**YOUR INSTRUCTIONS:** All entries are to be given again verbatim.

**GIVEN DATA:**

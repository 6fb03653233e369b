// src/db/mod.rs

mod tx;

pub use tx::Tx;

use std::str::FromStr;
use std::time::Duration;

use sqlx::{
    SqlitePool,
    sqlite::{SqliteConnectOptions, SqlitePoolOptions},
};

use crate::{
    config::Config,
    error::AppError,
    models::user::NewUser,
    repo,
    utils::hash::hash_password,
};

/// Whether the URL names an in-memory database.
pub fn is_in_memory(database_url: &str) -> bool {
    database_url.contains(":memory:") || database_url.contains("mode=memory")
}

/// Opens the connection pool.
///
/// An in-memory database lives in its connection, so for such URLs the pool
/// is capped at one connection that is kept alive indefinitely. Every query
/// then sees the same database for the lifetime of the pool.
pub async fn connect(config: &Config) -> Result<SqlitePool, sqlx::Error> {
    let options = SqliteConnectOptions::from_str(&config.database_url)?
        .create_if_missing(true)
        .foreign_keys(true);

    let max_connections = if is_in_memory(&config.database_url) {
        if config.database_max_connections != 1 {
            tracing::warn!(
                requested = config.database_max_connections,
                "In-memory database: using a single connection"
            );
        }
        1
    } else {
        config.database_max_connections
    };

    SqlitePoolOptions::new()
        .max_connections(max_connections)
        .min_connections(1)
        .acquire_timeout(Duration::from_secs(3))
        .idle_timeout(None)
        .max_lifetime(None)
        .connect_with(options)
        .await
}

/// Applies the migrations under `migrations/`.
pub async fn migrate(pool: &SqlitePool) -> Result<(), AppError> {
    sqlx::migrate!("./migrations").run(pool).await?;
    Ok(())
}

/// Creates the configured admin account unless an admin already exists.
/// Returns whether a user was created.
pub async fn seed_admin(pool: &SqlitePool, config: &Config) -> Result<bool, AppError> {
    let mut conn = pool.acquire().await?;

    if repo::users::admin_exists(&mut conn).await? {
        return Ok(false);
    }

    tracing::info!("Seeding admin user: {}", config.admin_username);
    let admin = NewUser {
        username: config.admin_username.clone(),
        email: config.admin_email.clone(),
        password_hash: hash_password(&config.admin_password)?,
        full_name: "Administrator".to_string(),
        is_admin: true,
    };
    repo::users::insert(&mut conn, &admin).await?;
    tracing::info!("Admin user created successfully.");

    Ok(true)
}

**TASK ANSWER:**
repository 6fb03653233e369b
// src/db/mod.rs

mod tx;

pub use tx::Tx;

use std::str::FromStr;
use std::time::Duration;

use sqlx::{
    SqlitePool,
    sqlite::{SqliteConnectOptions, SqlitePoolOptions},
};

use crate::{
    config::Config,
    error::AppError,
    models::user::NewUser,
    repo,
    utils::hash::hash_password,
};

/// Whether the URL names an in-memory database.
pub fn is_in_memory(database_url: &str) -> bool {
    database_url.contains(":memory:") || database_url.contains("mode=memory")
}

/// Opens the connection pool.
///
/// An in-memory database lives in its connection, so for such URLs the pool
/// is capped at one connection that is kept alive indefinitely. Every query
/// then sees the same database for the lifetime of the pool.
pub async fn connect(config: &Config) -> Result<SqlitePool, sqlx::Error> {
    let options = SqliteConnectOptions::from_str(&config.database_url)?
        .create_if_missing(true)
        .foreign_keys(true);

    let max_connections = if is_in_memory(&config.database_url) {
        if config.database_max_connections != 1 {
            tracing::warn!(
                requested = config.database_max_connections,
                "In-memory database: using a single connection"
            );
        }
        1
    } else {
        config.database_max_connections
    };

    SqlitePoolOptions::new()
        .max_connections(max_connections)
        .min_connections(1)
        .acquire_timeout(Duration::from_secs(3))
        .idle_timeout(None)
        .max_lifetime(None)
        .connect_with(options)
        .await
}

/// Applies the migrations under `migrations/`.
pub async fn migrate(pool: &SqlitePool) -> Result<(), AppError> {
    sqlx::migrate!("./migrations").run(pool).await?;
    Ok(())
}

/// Creates the configured admin account unless an admin already exists.
/// Returns whether a user was created.
pub async fn seed_admin(pool: &SqlitePool, config: &Config) -> Result<bool, AppError> {
    let mut conn = pool.acquire().await?;

    if repo::users::admin_exists(&mut conn).await? {
        return Ok(false);
    }

    tracing::info!("Seeding admin user: {}", config.admin_username);
    let admin = NewUser {
        username: config.admin_username.clone(),
        email: config.admin_email.clone(),
        password_hash: hash_password(&config.admin_password)?,
        full_name: "Administrator".to_string(),
        is_admin: true,
    };
    repo::users::insert(&mut conn, &admin).await?;
    tracing::info!("Admin user created successfully.");

    Ok(true)
}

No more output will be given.